Buck walked tiredly into the camp covered in dust, carrying the items taken from the wagon. He handed these to Molly as Lou watched him curiously, then walked over to Ethan and handed him the button. Ethan examined it silently as Buck sat down on his bedroll. Lou still watched him, one eyebrow raising in question. He just smiled slightly at her as he accepted a mug of coffee. He'd explain later, in private. He was tired and his head hurt from being hit by the rock. His muscles all ached from being dumped earlier and from being dragged over rocks and branches during the night. He had a scratch on his face and a bruise on his forehead. He knew he had bruises elsewhere too. All he wanted to do was sleep, but they would be heading out soon, so sleep was out of the question for now.
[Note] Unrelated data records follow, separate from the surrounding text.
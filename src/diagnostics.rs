//! Validation diagnostics collected while decoding a sample.
//!
//! Decoding never stops on a bad field. Every problem is recorded as a
//! [Diagnostic] in a caller owned [Diagnostics] sink and the parser moves on.

use std::{fmt, slice};

use thiserror::Error;
use tracing::trace;

/// What went wrong with a single field or group.
#[derive(Debug, Clone, PartialEq, Eq, Error)]
pub enum Problem {
    /// Present, but of the wrong JSON kind or outside the integer width.
    #[error("isn't of type: {0}")]
    Type(&'static str),

    /// A string that doesn't match its constraint pattern.
    #[error("doesn't match required pattern")]
    Pattern,

    /// One named required member is missing or invalid.
    #[error("is missing require field: {0}")]
    MissingField(&'static str),

    /// Required members evaluated as a group are incomplete.
    #[error("is missing required fields")]
    MissingFields,

    /// Numeric value outside of a domain specific range.
    #[error("is outside the expected range {min} - {max}.")]
    Range { min: u32, max: u32 },

    /// String outside of a closed enumeration.
    #[error("has an invalid enumeration value: {0}")]
    Enumeration(String),
}

/// A problem bound to the field path it was found at.
#[derive(Debug, Clone, PartialEq, Eq)]
pub struct Diagnostic {
    pub path: String,
    pub problem: Problem,
}

impl Diagnostic {
    pub fn new(path: impl Into<String>, problem: Problem) -> Self {
        Self {
            path: path.into(),
            problem,
        }
    }
}

impl fmt::Display for Diagnostic {
    fn fmt(&self, f: &mut fmt::Formatter<'_>) -> fmt::Result {
        write!(f, "field: {} {}", self.path, self.problem)
    }
}

/// Ordered, append-only list of diagnostics for one decode operation.
#[derive(Debug, Default, Clone, PartialEq, Eq)]
pub struct Diagnostics {
    items: Vec<Diagnostic>,
}

impl Diagnostics {
    pub fn new() -> Self {
        Self::default()
    }

    pub fn push(&mut self, path: impl Into<String>, problem: Problem) {
        let diagnostic = Diagnostic::new(path, problem);
        trace!(%diagnostic, "field rejected");
        self.items.push(diagnostic);
    }

    #[inline]
    pub fn len(&self) -> usize {
        self.items.len()
    }

    #[inline]
    pub fn is_empty(&self) -> bool {
        self.items.is_empty()
    }

    #[inline]
    pub fn iter(&self) -> slice::Iter<'_, Diagnostic> {
        self.items.iter()
    }

    /// Human readable messages in the order they were recorded.
    pub fn messages(&self) -> Vec<String> {
        self.items.iter().map(ToString::to_string).collect()
    }

    pub fn into_vec(self) -> Vec<Diagnostic> {
        self.items
    }
}

impl<'a> IntoIterator for &'a Diagnostics {
    type Item = &'a Diagnostic;
    type IntoIter = slice::Iter<'a, Diagnostic>;

    fn into_iter(self) -> Self::IntoIter {
        self.items.iter()
    }
}
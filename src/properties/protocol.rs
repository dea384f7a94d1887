use serde_json::Value;

use crate::{
    field::{self, SEMVER},
    Diagnostics, Problem, PropertyGroup, Version,
};

/// Name and version of the protocol the sample was written with.
#[derive(Default, Debug, Clone, PartialEq, Eq, Hash)]
pub struct Protocol {
    pub name: String,
    /// `MAJOR.MINOR.PATCH`, validated but not checked for compatibility.
    pub version: String,
}

impl Protocol {
    /// Both members are required. They are checked independently so that
    /// a bad name doesn't hide a bad version.
    pub fn parse(doc: &Value, diags: &mut Diagnostics) -> Option<Self> {
        let group = PropertyGroup::Protocol.as_str();
        let value = PropertyGroup::Protocol.lookup(doc)?;
        let object = field::as_object(value, group, diags)?;

        let name = if object.contains_key("name") {
            field::get::<String>(object, "protocol/name", diags)
        } else {
            diags.push(group, Problem::MissingField("name"));
            None
        };

        let version = if object.contains_key("version") {
            field::get_matching(object, "protocol/version", &SEMVER, diags)
        } else {
            diags.push(group, Problem::MissingField("version"));
            None
        };

        Some(Self {
            name: name?,
            version: version?,
        })
    }

    /// Numeric components of [Protocol::version].
    pub fn semver(&self) -> Option<Version> {
        self.version.parse().ok()
    }
}

#[cfg(test)]
mod tests {
    use serde_json::json;

    use super::*;
    use crate::version;

    #[test]
    fn parse_protocol() {
        let mut diags = Diagnostics::new();
        let doc = json!({ "protocol": { "name": "OpenTrackIO", "version": "1.0.0" } });

        let protocol = Protocol::parse(&doc, &mut diags).unwrap();
        assert_eq!(protocol.name, "OpenTrackIO");
        assert_eq!(protocol.version, "1.0.0");
        assert_eq!(protocol.semver(), Some(version(1, 0, 0)));
        assert!(diags.is_empty());
    }

    #[test]
    fn missing_name() {
        let mut diags = Diagnostics::new();
        let doc = json!({ "protocol": { "version": "1.0.0" } });

        assert_eq!(Protocol::parse(&doc, &mut diags), None);
        assert_eq!(diags.messages(), ["field: protocol is missing require field: name"]);
    }

    #[test]
    fn malformed_version() {
        let mut diags = Diagnostics::new();
        let doc = json!({ "protocol": { "name": "OpenTrackIO", "version": "1x0x0" } });

        assert_eq!(Protocol::parse(&doc, &mut diags), None);
        assert_eq!(diags.messages(), ["field: protocol/version doesn't match required pattern"]);
    }

    #[test]
    fn both_members_reported() {
        let mut diags = Diagnostics::new();
        let doc = json!({ "protocol": { "name": 1 } });

        assert_eq!(Protocol::parse(&doc, &mut diags), None);
        assert_eq!(
            diags.messages(),
            [
                "field: protocol/name isn't of type: string",
                "field: protocol is missing require field: version"
            ]
        );
    }

    #[test]
    fn malformed_container() {
        let mut diags = Diagnostics::new();

        assert_eq!(Protocol::parse(&json!({ "protocol": "1.0.0" }), &mut diags), None);
        assert_eq!(diags.messages(), ["field: protocol isn't of type: object"]);
    }
}
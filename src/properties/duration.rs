use serde_json::Value;

use crate::{field, types::Rational, Diagnostics, Problem, PropertyGroup};

/// Duration of the clip in seconds, read from `static/duration`.
#[derive(Default, Debug, Clone, Copy, PartialEq, Eq, Hash)]
pub struct Duration {
    pub rational: Rational,
}

impl Duration {
    pub fn parse(doc: &Value, diags: &mut Diagnostics) -> Option<Self> {
        let value = PropertyGroup::Duration.lookup_static(doc)?;
        let object = field::as_object(value, PropertyGroup::Duration.as_str(), diags)?;

        let numerator = field::get::<u32>(object, "duration/num", diags);
        let denominator = field::get::<u32>(object, "duration/denom", diags);

        match (numerator, denominator) {
            (Some(numerator), Some(denominator)) => Some(Self {
                rational: Rational::new(numerator.into(), denominator.into()),
            }),
            _ => {
                diags.push(PropertyGroup::Duration.as_str(), Problem::MissingFields);
                None
            }
        }
    }
}
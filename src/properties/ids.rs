//! URN identifiers of a sample, its stream and related samples.

use std::fmt;

use serde_json::Value;

use crate::{
    field::{self, ArrayPolicy, URN_UUID},
    Diagnostics, Problem, PropertyGroup,
};

macro_rules! urn_id {
    ($(#[$meta:meta])* $name:ident, $group:expr) => {
        $(#[$meta])*
        #[derive(Debug, Clone, PartialEq, Eq, Hash)]
        pub struct $name(pub String);

        impl $name {
            /// Absent when the key is missing, or with a diagnostic when malformed.
            pub fn parse(doc: &Value, diags: &mut Diagnostics) -> Option<Self> {
                let root = doc.as_object()?;
                field::get_matching(root, $group.as_str(), &URN_UUID, diags).map(Self)
            }

            #[inline]
            pub fn as_str(&self) -> &str {
                &self.0
            }
        }

        impl fmt::Display for $name {
            fn fmt(&self, f: &mut fmt::Formatter<'_>) -> fmt::Result {
                f.write_str(&self.0)
            }
        }
    };
}

urn_id!(
    /// Unique identifier of the sample in which data is being transported.
    SampleId,
    PropertyGroup::SampleId
);

urn_id!(
    /// Unique identifier of the stream the sample belongs to.
    StreamId,
    PropertyGroup::StreamId
);

/// Samples related to this one, e.g. a performance capture sample or static
/// data from the same device. Their existence should not be relied upon.
#[derive(Default, Debug, Clone, PartialEq, Eq, Hash)]
pub struct RelatedSampleIds {
    pub samples: Vec<String>,
}

impl RelatedSampleIds {
    /// Malformed elements are reported and dropped, the list itself survives.
    pub fn parse(doc: &Value, diags: &mut Diagnostics) -> Option<Self> {
        let group = PropertyGroup::RelatedSampleIds.as_str();
        let value = PropertyGroup::RelatedSampleIds.lookup(doc)?;

        let Some(array) = value.as_array() else {
            diags.push(group, Problem::Type("array"));
            return None;
        };

        let samples = field::collect_array(array, group, ArrayPolicy::Skip, diags, |value| {
            let id = field::element::<String>(value)?;
            if URN_UUID.is_match(&id) {
                Ok(id)
            } else {
                Err(Problem::Pattern)
            }
        })?;

        Some(Self { samples })
    }
}

#[cfg(test)]
mod tests {
    use serde_json::json;

    use super::*;

    const ZERO: &str = "urn:uuid:00000000-0000-0000-0000-000000000000";

    #[test]
    fn parse_sample_id() {
        let mut diags = Diagnostics::new();

        let id = SampleId::parse(&json!({ "sampleId": ZERO }), &mut diags).unwrap();
        assert_eq!(id.as_str(), ZERO);
        assert_eq!(id.to_string(), ZERO);
        assert!(diags.is_empty());
    }

    #[test]
    fn malformed_sample_id() {
        let mut diags = Diagnostics::new();

        assert_eq!(SampleId::parse(&json!({ "sampleId": "not-a-uuid" }), &mut diags), None);
        assert_eq!(diags.messages(), ["field: sampleId doesn't match required pattern"]);

        let mut diags = Diagnostics::new();
        assert_eq!(SampleId::parse(&json!({ "sampleId": 7 }), &mut diags), None);
        assert_eq!(diags.messages(), ["field: sampleId isn't of type: string"]);
    }

    #[test]
    fn parse_stream_id() {
        let mut diags = Diagnostics::new();
        let doc = json!({ "streamId": "urn:uuid:abcdefab-1234-5678-9abc-def012345678" });

        assert!(StreamId::parse(&doc, &mut diags).is_some());
        assert_eq!(
            StreamId::parse(&json!({ "streamId": "URN:UUID:ABCDEFAB-1234-5678-9ABC-DEF012345678" }), &mut diags),
            None
        );
        assert_eq!(diags.len(), 1);
    }

    #[test]
    fn related_ids_skip_bad_elements() {
        let mut diags = Diagnostics::new();
        let doc = json!({ "relatedSampleIds": [ZERO, "bad", 123] });

        let related = RelatedSampleIds::parse(&doc, &mut diags).unwrap();
        assert_eq!(related.samples, [ZERO]);
        assert_eq!(
            diags.messages(),
            [
                "field: relatedSampleIds/element doesn't match required pattern",
                "field: relatedSampleIds/element isn't of type: string"
            ]
        );
    }

    #[test]
    fn related_ids_all_bad_is_still_present() {
        let mut diags = Diagnostics::new();

        let related = RelatedSampleIds::parse(&json!({ "relatedSampleIds": [false] }), &mut diags).unwrap();
        assert!(related.samples.is_empty());
        assert_eq!(diags.len(), 1);
    }

    #[test]
    fn related_ids_not_an_array() {
        let mut diags = Diagnostics::new();

        assert_eq!(RelatedSampleIds::parse(&json!({ "relatedSampleIds": ZERO }), &mut diags), None);
        assert_eq!(diags.messages(), ["field: relatedSampleIds isn't of type: array"]);
    }
}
Ethan continued to examine the coarse button, then handed it silently to Molly. Buck had been unable to find any good explanation for what happened last night, even though he had looked the area over for the better part of an hour. Once again the tracks just disappeared.
"Met up with em, did ye?" Ethan finally spoke.
"I'm not really sure what I met up with." Buck replied. "They were too small to be human, but I'd swear they were wearing clothes. I grabbed one of them and that came off in my hand before it got away."
"Little people." Ethan said as he took the button back and handed it to Lou.
"I thought you were just spinning a tale." Lou said, as she looked the button over. It was smaller than any she'd ever seen used except maybe on baby clothes. It was crudely made out of slice of tree branch. She gave it back to Buck, who stared at it for a moment before putting it his pocket.
"No, laddie. Twere no tall tale. Irish legend says that they exist, but no one has ever caught one to my knowledge. They say that should a person catch one, good luck would come to them, as they would be granted any wish they wanted. You almost did it lad."
"Does it count if they caught me?" He told them the story, editing it a bit to leave out the more embarrassing parts of the story. They still all got a good laugh from it, at Buck's expense.
It wasn't until they were traveling when Lou noticed how gingerly he sat his horse that he told her the rest of the story. She laughed at the thought of the bruises that were causing Buck discomfort, not able to keep that laughter from spilling out. It was too much not to laugh at-cactus needles and rock bruises in delicate places all within a night's time. Buck swung at her with his hat and she kicked Lightening onward. Molly and Ethan just shook their heads at the chase that took place.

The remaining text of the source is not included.